Graham (supercomputer)

Graham (supercomputer)
Name	Graham
Location	University of Waterloo
Operator	Compute Ontario and University of Waterloo
Manufacturer	Dell Technologies and NVIDIA
Architecture	x86-64 (Intel Xeon) and GPUs
Memory	1.5 PB (aggregate)
Storage	20 PB (parallel)
Speed	1.65 PFLOPS (peak)
Operating system	Linux (custom)
Purpose	Research, high-performance computing
Deployment	2018

Contents

Overview
Architecture and Hardware
Performance and Benchmarks
Software and Programming Environment
Deployment and Operational History
Notable Research and Applications

Graham (supercomputer) is a high-performance computing system deployed at the University of Waterloo to serve research communities across Ontario and Canada. Funded and operated through partnerships including Compute Ontario, University of Waterloo research initiatives, and provincial infrastructure programs, Graham supports workloads from computational chemistry to machine learning.
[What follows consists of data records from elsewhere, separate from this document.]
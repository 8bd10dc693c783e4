use anyhow::Result;
use tracing::Level;
use tracing_subscriber::EnvFilter;

pub fn init_logging(verbose: bool) -> Result<()> {
    let level = if verbose { Level::DEBUG } else { Level::INFO };

    let filter = EnvFilter::builder()
        .with_default_directive(level.into())
        .from_env_lossy();

    // stdout carries the JSON payload for the host, so all diagnostics
    // go to stderr.
    tracing_subscriber::fmt()
        .with_env_filter(filter)
        .with_writer(std::io::stderr)
        .with_target(false)
        .with_thread_ids(false)
        .with_thread_names(false)
        .with_file(false)
        .with_line_number(false)
        .compact()
        .init();

    Ok(())
}
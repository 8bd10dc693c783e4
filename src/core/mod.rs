//! Core ROM discovery and loading logic
//!
//! - `scanner`: directory enumeration producing [`scanner::RomEntry`] records
//! - `loader`: containment-checked full-file reads
//! - `header`: Game Boy cartridge header title extraction

pub mod header;
pub mod loader;
pub mod scanner;
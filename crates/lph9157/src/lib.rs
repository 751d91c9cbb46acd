#![cfg(target_os = "linux")]

pub use crate::args::get_args as args;
pub use crate::draw::run;
pub use crate::error::CliError;

pub(crate) mod args;
pub(crate) mod draw;
pub(crate) mod error;
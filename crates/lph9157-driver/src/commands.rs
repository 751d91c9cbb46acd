use bitvec::{order::Msb0, BitArr};

/// LCD panel commands
///
/// This is the subset of the MIPI DCS command set the LPH9157 needs to draw full frames.
#[derive(Debug, Copy, Clone, PartialEq, Eq)]
#[repr(u8)]
pub enum Command {
	/// Software reset (SWRESET).
	///
	/// Registers go back to their defaults. This must be followed by a delay of at least 20ms
	/// before the next command.
	SoftReset = 0x01,

	/// Exit sleep mode (SLPOUT).
	ExitSleep = 0x11,

	/// Turn display on (DISPON).
	DisplayOn = 0x29,

	/// Set column addresses (CASET).
	///
	/// The DCS standard takes 2 u16s (start and end column), but the LPH9157 takes 2 u8s. See
	/// [`ByteAddressing`](crate::ByteAddressing).
	ColumnAddressSet = 0x2A,

	/// Set page (row) addresses (PASET).
	///
	/// Same quirk as [`Command::ColumnAddressSet`].
	PageAddressSet = 0x2B,

	/// Memory write (RAMWR).
	///
	/// This will consider the next bytes as pixel data to write to the addressing window.
	MemoryWrite = 0x2C,

	/// Memory addressing control (MADCTL).
	///
	/// 1 byte, see [`AddressMode`].
	AddressMode = 0x36,

	/// Interface pixel format (COLMOD).
	///
	/// 1 byte, see [`PixelFormat`].
	PixelFormat = 0x3A,
}

impl From<Command> for u8 {
	fn from(command: Command) -> u8 {
		command as u8
	}
}

/// Pixel format of the data sent after [`Command::MemoryWrite`].
#[derive(Debug, Copy, Clone, Default, PartialEq, Eq, Hash)]
#[repr(u8)]
pub enum PixelFormat {
	/// 8 bits per pixel, 3-3-2 RGB.
	Rgb332 = 0x02,

	/// 16 bits per pixel, 5-6-5 RGB, big-endian on the wire.
	#[default]
	Rgb565 = 0x05,
}

impl PixelFormat {
	/// How many bytes a single pixel takes on the wire.
	pub const fn bytes_per_pixel(self) -> usize {
		match self {
			Self::Rgb332 => 1,
			Self::Rgb565 => 2,
		}
	}
}

impl From<PixelFormat> for u8 {
	fn from(format: PixelFormat) -> u8 {
		format as u8
	}
}

/// Memory addressing control value (MADCTL).
///
/// 6 bits, from the most significant: MY, MX, MV, ML, BGR, MH. The LPH9157 is used with all of
/// them cleared, which is the [`Default`].
#[derive(Debug, Clone, Copy, Default, PartialEq, Eq, PartialOrd, Ord, Hash)]
pub struct AddressMode(BitArr!(for 8, in u8, Msb0));

#[derive(Debug, Clone, Copy, PartialEq, Eq, PartialOrd, Ord, Hash)]
pub enum Vertical {
	TopToBottom,
	BottomToTop,
}

#[derive(Debug, Clone, Copy, PartialEq, Eq, PartialOrd, Ord, Hash)]
pub enum Horizontal {
	LeftToRight,
	RightToLeft,
}

impl AddressMode {
	pub fn row_order(mut self, direction: Vertical) -> Self {
		self.0.set(0, direction == Vertical::BottomToTop);
		self
	}

	pub fn col_order(mut self, direction: Horizontal) -> Self {
		self.0.set(1, direction == Horizontal::RightToLeft);
		self
	}

	/// Swap rows and columns.
	pub fn exchanged(mut self, exchange: bool) -> Self {
		self.0.set(2, exchange);
		self
	}

	/// Vertical refresh order (aka Line Address Order).
	pub fn v_refresh(mut self, direction: Vertical) -> Self {
		self.0.set(3, direction == Vertical::BottomToTop);
		self
	}

	pub fn rgb(mut self) -> Self {
		self.0.set(4, false);
		self
	}

	pub fn bgr(mut self) -> Self {
		self.0.set(4, true);
		self
	}

	/// Horizontal refresh order (aka Data Latch Order).
	pub fn h_refresh(mut self, direction: Horizontal) -> Self {
		self.0.set(5, direction == Horizontal::RightToLeft);
		self
	}
}

impl From<AddressMode> for u8 {
	fn from(mode: AddressMode) -> u8 {
		let arr: [u8; 1] = mode.0.into_inner();
		arr[0]
	}
}

#[cfg(test)]
mod tests {
	use super::*;

	#[test]
	fn default_address_mode_is_zero() {
		assert_eq!(u8::from(AddressMode::default()), 0x00);
	}

	#[test]
	fn address_mode_bits_follow_madctl_layout() {
		let mode = AddressMode::default()
			.row_order(Vertical::BottomToTop)
			.col_order(Horizontal::RightToLeft);
		assert_eq!(u8::from(mode), 0b1100_0000);

		let mode = AddressMode::default().exchanged(true).bgr();
		assert_eq!(u8::from(mode), 0b0010_1000);

		let mode = AddressMode::default()
			.v_refresh(Vertical::BottomToTop)
			.h_refresh(Horizontal::RightToLeft);
		assert_eq!(u8::from(mode), 0b0001_0100);

		assert_eq!(u8::from(mode.bgr().rgb()), 0b0001_0100);
	}

	#[test]
	fn pixel_format_codes() {
		assert_eq!(u8::from(PixelFormat::Rgb565), 0x05);
		assert_eq!(u8::from(PixelFormat::Rgb332), 0x02);
		assert_eq!(PixelFormat::Rgb565.bytes_per_pixel(), 2);
		assert_eq!(PixelFormat::Rgb332.bytes_per_pixel(), 1);
	}
}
The system links to regional and national infrastructures such as Compute Canada, CERN, Perimeter Institute for Theoretical Physics, MaRS Discovery District collaborators and numerous university research groups.

Overview

Graham was commissioned to provide mid-scale petascale capacity for academic users affiliated with University of Waterloo, McMaster University, Western University, Queen's University and other Ontario institutions, integrating with national platforms like Compute Canada and provincial strategies exemplified by Ontario Ministry of Research and Innovation. The project involved partnerships with industry vendors including Dell Technologies, NVIDIA, and storage specialists associated with IBM and Intel, with governance connected to organizations such as CANARIE and research consortia similar to Tri-Council initiatives. Graham aimed to accelerate research in domains represented by groups at Perimeter Institute for Theoretical Physics, Institute for Quantum Computing, Waterloo Institute for Nanotechnology and clinical research hubs linked to Sunnybrook Health Sciences Centre and Princess Margaret Cancer Centre.

Architecture and Hardware

Graham's compute architecture combined x86-64 nodes based on Intel Xeon processors with accelerator nodes using NVIDIA Tesla GPUs, organized into a high-performance fabric often leveraging interconnect technologies akin to InfiniBand and network topologies used by systems at Los Alamos National Laboratory and Lawrence Livermore National Laboratory. Storage subsystems used parallel file systems similar to Lustre and object storage paradigms promoted by enterprises like Dell EMC and NetApp, providing tens of petabytes of capacity to support workflows from bioinformatics groups at The Hospital for Sick Children to climate modeling teams collaborating with Environment and Climate Change Canada. Cooling and power infrastructure followed best practices employed by data centers at Google and Amazon Web Services research clusters, while system management relied on tools comparable to configurations used by XSEDE and PRACE installations.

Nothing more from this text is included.